The reviewers have discussed their reviews with one another, and the Reviewing Editor has drafted this to help you prepare a revised submission.

Essential revisions:

1) Explain to the reader the non-trivial and counter-intuitive character of their central assumption – that RNAPs, although attracted to DNA, make solvent effectively better, not worse.

Reviewer #1 (Recommendations for the authors):

1. The authors should additional data for the existence of the micro-domains studied in this work and for the dependence of their sizes on at least one parameter that also enters the theoretical analysis.

2. Improve the explanation of physics concepts for biologists. This does not mean repeating passages from textbooks, but it should have the aim of providing intuition of various physical expressions to biologists.

Reviewer #2 (Recommendations for the authors):

As a polymer physicist, first and foremost, I encourage authors to clarify the confusion which may or may not be purely terminological, but definitely precludes a complete understanding of the work. The issue is most obvious around Equation 20, where authors explicitly claim that the negative second virial coefficient corresponds to the good solvent regime, while the positive one to the poor solvent. This is the exact opposite of the commonly accepted nomenclature, as any polymer physics textbook can confirm (e.g., Rubinstein and Colby, or Grosberg and Khokhlov, etc).

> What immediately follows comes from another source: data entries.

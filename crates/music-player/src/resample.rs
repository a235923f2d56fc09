//! Frame conversion to the device format.
//!
//! Decoded frames arrive as interleaved `f32` at the source rate and channel layout.
//! [`FrameConverter`] maps channels, resamples with Rubato when the rates differ, and
//! writes 16-bit signed native-endian interleaved bytes.
//!
//! Rubato consumes fixed input chunks, so input that does not fill a whole chunk stays
//! buffered in the converter until the next frame arrives. That buffered input is the
//! delay accounted for by [`scratch_frames`]. [`FrameConverter::flush`] pushes it, and the
//! filter delay, through as a zero-padded partial chunk at end of stream.

use audioadapter_buffers::direct::InterleavedSlice;
use cpal::Sample;
use rubato::{
    Async, FixedAsync, Indexing, Resampler, SincInterpolationParameters, SincInterpolationType,
    WindowFunction, calculate_cutoff,
};

use crate::error::ResampleError;
use crate::output::OutputFormat;
use crate::source::{DecodedFrame, SourceSampleFormat};

/// Output sample width in bytes (S16).
pub const BYTES_PER_SAMPLE: usize = 2;

/// `frames * dst_rate / src_rate`, rounded up.
pub fn rescale_up(frames: usize, dst_rate: u32, src_rate: u32) -> usize {
    if src_rate == 0 {
        return 0;
    }
    let num = frames as u128 * u128::from(dst_rate);
    num.div_ceil(u128::from(src_rate)) as usize
}

/// Output frames to reserve for `in_frames` new input frames while `delay_frames` are
/// still buffered: the larger of the plain estimate and the delay-compensated one.
pub fn scratch_frames(in_frames: usize, delay_frames: usize, src_rate: u32, dst_rate: u32) -> usize {
    let estimate = rescale_up(in_frames, dst_rate, src_rate);
    let with_delay = rescale_up(delay_frames + in_frames, dst_rate, src_rate);
    estimate.max(with_delay)
}

/// Converts decoded frames into S16 bytes for one [`OutputFormat`].
pub struct FrameConverter {
    target: OutputFormat,
    chunk_frames: usize,
    stage: Option<ResampleStage>,
    mapped: Vec<f32>,
    source: Option<SourceLayout>,
}

/// Layout of the most recent input frame.
#[derive(Clone, Copy, Debug, PartialEq, Eq)]
pub struct SourceLayout {
    pub sample_rate: u32,
    pub channels: u16,
    pub format: SourceSampleFormat,
}

impl FrameConverter {
    pub fn new(target: OutputFormat, chunk_frames: usize) -> Self {
        Self {
            target,
            chunk_frames: chunk_frames.max(1),
            stage: None,
            mapped: Vec::new(),
            source: None,
        }
    }

    /// Layout of the last frame converted, if any.
    pub fn source_layout(&self) -> Option<SourceLayout> {
        self.source
    }

    pub fn target(&self) -> OutputFormat {
        self.target
    }

    /// Input frames held back waiting for a full resampler chunk.
    pub fn pending_frames(&self) -> usize {
        self.stage
            .as_ref()
            .map(|s| s.pending.len() / self.target.channels as usize)
            .unwrap_or(0)
    }

    /// Append the converted bytes for `frame` to `out` and return how many were written.
    ///
    /// May return `Ok(0)` while the resampler is still filling its first chunk.
    pub fn convert(&mut self, frame: &DecodedFrame, out: &mut Vec<u8>) -> Result<usize, ResampleError> {
        if frame.sample_rate == 0 {
            return Err(ResampleError::InvalidFrame("sample rate is zero"));
        }
        if frame.channels == 0 {
            return Err(ResampleError::InvalidFrame("no channels"));
        }
        if frame.frames() == 0 {
            return Err(ResampleError::InvalidFrame("no samples"));
        }
        if self.target.channels == 0 || self.target.sample_rate == 0 {
            return Err(ResampleError::Init("output format is empty".to_string()));
        }

        let layout = SourceLayout {
            sample_rate: frame.sample_rate,
            channels: frame.channels,
            format: frame.format,
        };
        if self.source != Some(layout) {
            tracing::debug!(
                rate_hz = layout.sample_rate,
                channels = layout.channels,
                format = ?layout.format,
                target = %self.target,
                "source frame layout"
            );
            self.source = Some(layout);
        }

        let dst_channels = self.target.channels as usize;
        map_channels(
            &frame.samples,
            frame.channels as usize,
            dst_channels,
            &mut self.mapped,
        );

        let start = out.len();
        if frame.sample_rate == self.target.sample_rate {
            if self.stage.is_some() {
                let flushed = self.flush(out)?;
                tracing::debug!(flushed, "source rate now matches output; resampler dropped");
            }
            out.reserve(self.mapped.len() * BYTES_PER_SAMPLE);
            write_s16(&self.mapped, out);
            return Ok(out.len() - start);
        }

        let rebuild = self
            .stage
            .as_ref()
            .map(|s| s.src_rate != frame.sample_rate)
            .unwrap_or(true);
        if rebuild {
            self.flush(out)?;
            self.stage = Some(ResampleStage::new(
                frame.sample_rate,
                self.target,
                self.chunk_frames,
            )?);
            tracing::debug!(
                from_hz = frame.sample_rate,
                to_hz = self.target.sample_rate,
                "resampler initialized"
            );
        }

        match self.stage.as_mut() {
            Some(stage) => {
                stage.process(&self.mapped, out)?;
                Ok(out.len() - start)
            }
            None => Err(ResampleError::Init("resampler missing".to_string())),
        }
    }

    /// Drain the resampler: buffered input plus the filter delay, appended to `out`.
    ///
    /// Returns the bytes written; `Ok(0)` when nothing is buffered. The next resampled
    /// frame starts a fresh resampler.
    pub fn flush(&mut self, out: &mut Vec<u8>) -> Result<usize, ResampleError> {
        match self.stage.take() {
            Some(stage) => stage.flush(out),
            None => Ok(0),
        }
    }
}

struct ResampleStage {
    src_rate: u32,
    dst_rate: u32,
    channels: usize,
    chunk_frames: usize,
    resampler: Async<f32>,
    indexing: Indexing,
    pending: Vec<f32>,
    scratch: Vec<f32>,
    /// Input frames handed to Rubato in whole chunks.
    frames_in: usize,
    /// Output frames written so far.
    frames_out: usize,
}

impl ResampleStage {
    fn new(src_rate: u32, target: OutputFormat, chunk_frames: usize) -> Result<Self, ResampleError> {
        let channels = target.channels as usize;
        let f_ratio = target.sample_rate as f64 / src_rate as f64;

        let sinc_len = 128;
        let window = WindowFunction::BlackmanHarris2;
        let params = SincInterpolationParameters {
            sinc_len,
            f_cutoff: calculate_cutoff(sinc_len, window),
            interpolation: SincInterpolationType::Cubic,
            oversampling_factor: 256,
            window,
        };

        let resampler = Async::<f32>::new_sinc(
            f_ratio,
            1.1,
            &params,
            chunk_frames,
            channels,
            FixedAsync::Input,
        )
        .map_err(|e| ResampleError::Init(e.to_string()))?;

        // One chunk of delay on top of the chunk itself bounds a single process call.
        let scratch_len =
            scratch_frames(chunk_frames, chunk_frames, src_rate, target.sample_rate) * channels;

        Ok(Self {
            src_rate,
            dst_rate: target.sample_rate,
            channels,
            chunk_frames,
            resampler,
            indexing: Indexing {
                input_offset: 0,
                output_offset: 0,
                active_channels_mask: None,
                partial_len: None,
            },
            pending: Vec::new(),
            scratch: vec![0.0; scratch_len],
            frames_in: 0,
            frames_out: 0,
        })
    }

    fn process(&mut self, mapped: &[f32], out: &mut Vec<u8>) -> Result<usize, ResampleError> {
        let channels = self.channels;
        let delay_frames = self.pending.len() / channels;
        let in_frames = mapped.len() / channels;

        let reserve = scratch_frames(in_frames, delay_frames, self.src_rate, self.dst_rate);
        out.reserve(reserve * channels * BYTES_PER_SAMPLE);
        self.pending.extend_from_slice(mapped);

        let start = out.len();
        let mut offset = 0;
        while self.pending.len() / channels - offset >= self.chunk_frames {
            let produced = self.run_chunk(offset, None)?;
            write_s16(&self.scratch[..produced * channels], out);
            self.frames_in += self.chunk_frames;
            self.frames_out += produced;
            offset += self.chunk_frames;
        }

        self.pending.drain(..offset * channels);
        Ok(out.len() - start)
    }

    /// Resample the buffered tail as a partial chunk, then feed silence until the output
    /// covers every input frame plus the filter delay.
    fn flush(mut self, out: &mut Vec<u8>) -> Result<usize, ResampleError> {
        let channels = self.channels;
        let tail_frames = self.pending.len() / channels;
        let total_in = self.frames_in + tail_frames;
        if total_in == 0 {
            return Ok(0);
        }

        let delay = self.resampler.output_delay();
        let wanted = rescale_up(total_in, self.dst_rate, self.src_rate) + delay;
        let max_passes = 2 + rescale_up(delay, self.src_rate, self.dst_rate).div_ceil(self.chunk_frames);

        self.pending.resize(self.chunk_frames * channels, 0.0);
        let start = out.len();
        let mut partial_len = Some(tail_frames);
        for _ in 0..max_passes {
            if self.frames_out >= wanted {
                break;
            }
            let produced = self.run_chunk(0, partial_len)?;
            let keep = produced.min(wanted - self.frames_out);
            write_s16(&self.scratch[..keep * channels], out);
            self.frames_out += keep;
            if produced == 0 {
                break;
            }
            if partial_len.take().is_some() {
                self.pending.fill(0.0);
            }
        }

        tracing::debug!(
            tail_frames,
            out_frames = (out.len() - start) / (channels * BYTES_PER_SAMPLE),
            "resampler flushed"
        );
        Ok(out.len() - start)
    }

    /// Run one chunk starting `offset` frames into `pending`. Returns output frames in
    /// `scratch`.
    fn run_chunk(&mut self, offset: usize, partial_len: Option<usize>) -> Result<usize, ResampleError> {
        let channels = self.channels;
        let input_adapter = InterleavedSlice::new(&self.pending, channels, self.pending.len() / channels)
            .map_err(|e| ResampleError::Process(format!("input slice: {e}")))?;

        let out_capacity_frames = self.scratch.len() / channels;
        let mut output_adapter =
            InterleavedSlice::new_mut(&mut self.scratch, channels, out_capacity_frames)
                .map_err(|e| ResampleError::Process(format!("output slice: {e}")))?;

        self.indexing.input_offset = offset;
        self.indexing.output_offset = 0;
        self.indexing.partial_len = partial_len;

        let (_nbr_in, nbr_out) = self
            .resampler
            .process_into_buffer(&input_adapter, &mut output_adapter, Some(&self.indexing))
            .map_err(|e| ResampleError::Process(e.to_string()))?;
        Ok(nbr_out)
    }
}

/// Map interleaved samples between channel counts.
///
/// - mono → N: duplicate channel 0
/// - stereo → mono: average L/R
/// - fewer → more: cycle through the source channels (L R L R ... for stereo)
/// - more → fewer: keep the leading channels
fn map_channels(samples: &[f32], src_channels: usize, dst_channels: usize, out: &mut Vec<f32>) {
    out.clear();
    if src_channels == dst_channels {
        out.extend_from_slice(samples);
        return;
    }

    out.reserve(samples.len() / src_channels * dst_channels);
    for frame in samples.chunks_exact(src_channels) {
        for ch in 0..dst_channels {
            let sample = match (src_channels, dst_channels) {
                (2, 1) => 0.5 * (frame[0] + frame[1]),
                (1, _) => frame[0],
                _ if src_channels < dst_channels => frame[ch % src_channels],
                _ => frame[ch],
            };
            out.push(sample);
        }
    }
}

fn write_s16(samples: &[f32], out: &mut Vec<u8>) {
    for &s in samples {
        let v = i16::from_sample(s.clamp(-1.0, 1.0));
        out.extend_from_slice(&v.to_ne_bytes());
    }
}
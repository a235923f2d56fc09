//! Diagnostic output for playback failures.
//!
//! The player never writes to a global console; hosts inject a sink and decide where
//! messages go.

/// Receives human-readable playback diagnostics.
pub trait DiagnosticSink: Send + Sync {
    fn report(&self, message: &str);
}

/// Default sink: forwards every message to `tracing` at warn level.
#[derive(Clone, Copy, Debug, Default)]
pub struct TracingSink;

impl DiagnosticSink for TracingSink {
    fn report(&self, message: &str) {
        tracing::warn!(target: "music_player::diagnostics", "{message}");
    }
}
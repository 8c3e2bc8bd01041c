// SPDX-License-Identifier: PMPL-1.0-or-later
// Copyright (c) 2026 Jonathan D.A. Jewell (hyperpolymath) <jonathan.jewell@open.ac.uk>
//
// Integer status codes that cross the JNI boundary.
//
// Zero is success. Positive values come from the story scripts themselves.
// Negative values are reserved for the engine host and the bridge.

/// The operation succeeded.
pub const OK: i32 = 0;

/// The scripts handled the command but reported it as unsuccessful
/// (e.g. the parser did not understand the input).
pub const COMMAND_FAILED: i32 = 1;

/// The interpreter raised an error while running script code.
pub const ENGINE_FAILURE: i32 = -1;

/// A path or string argument was empty, null, or not a readable directory.
pub const INVALID_ARGUMENT: i32 = -2;

/// The operation needs a running engine.
pub const NOT_INITIALIZED: i32 = -3;

/// `initialize` was called while the engine is already running.
pub const ALREADY_INITIALIZED: i32 = -4;

/// `initialize` was called before `register_extension`.
pub const NOT_REGISTERED: i32 = -5;

/// `register_extension` was called twice without a teardown in between.
pub const ALREADY_REGISTERED: i32 = -6;

/// A bootstrap script resource could not be found or failed to run.
pub const BOOTSTRAP_FAILED: i32 = -7;

/// The default save slot does not exist.
pub const SAVE_NOT_FOUND: i32 = -8;

/// Host-side failure such as a JNI conversion error, I/O, or a caught panic.
pub const BRIDGE_FAILURE: i32 = -9;

/// Whether `code` means success.
pub fn is_ok(code: i32) -> bool {
    code == OK
}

My second recommendation is to take into account the fact that presently a lot of work is being done on the statistical physics of the so-called active systems. Due to this, when authors mention that some parts of the chromatin are active – the implication is that they are consuming energy by some mechanism, which would then preclude the use of equilibrium statistical mechanics. I encourage authors to clean up the terminology appropriately.

My third recommendation is to pay significantly more attention to the discussion of applicability conditions of the (many!) approximations adopted in the work. This includes the assumption that core density is fixed and is not affected by proteins as well as the assumption that the shell phase consists of loops (starting from a core and coming back to the same core) rather than numerous strands connecting different cores.

My fourth recommendation is to consider framing the work in terms of the strong segregation limit of block copolymers (properly referring to the appropriate papers, starting, e.g., from Semenov, Macromolecules 1993, 26, 24, 6617) instead of referring to the seminal papers treating the weak segregation limit. I think that the work really considers structures with sharp interfaces between microphases.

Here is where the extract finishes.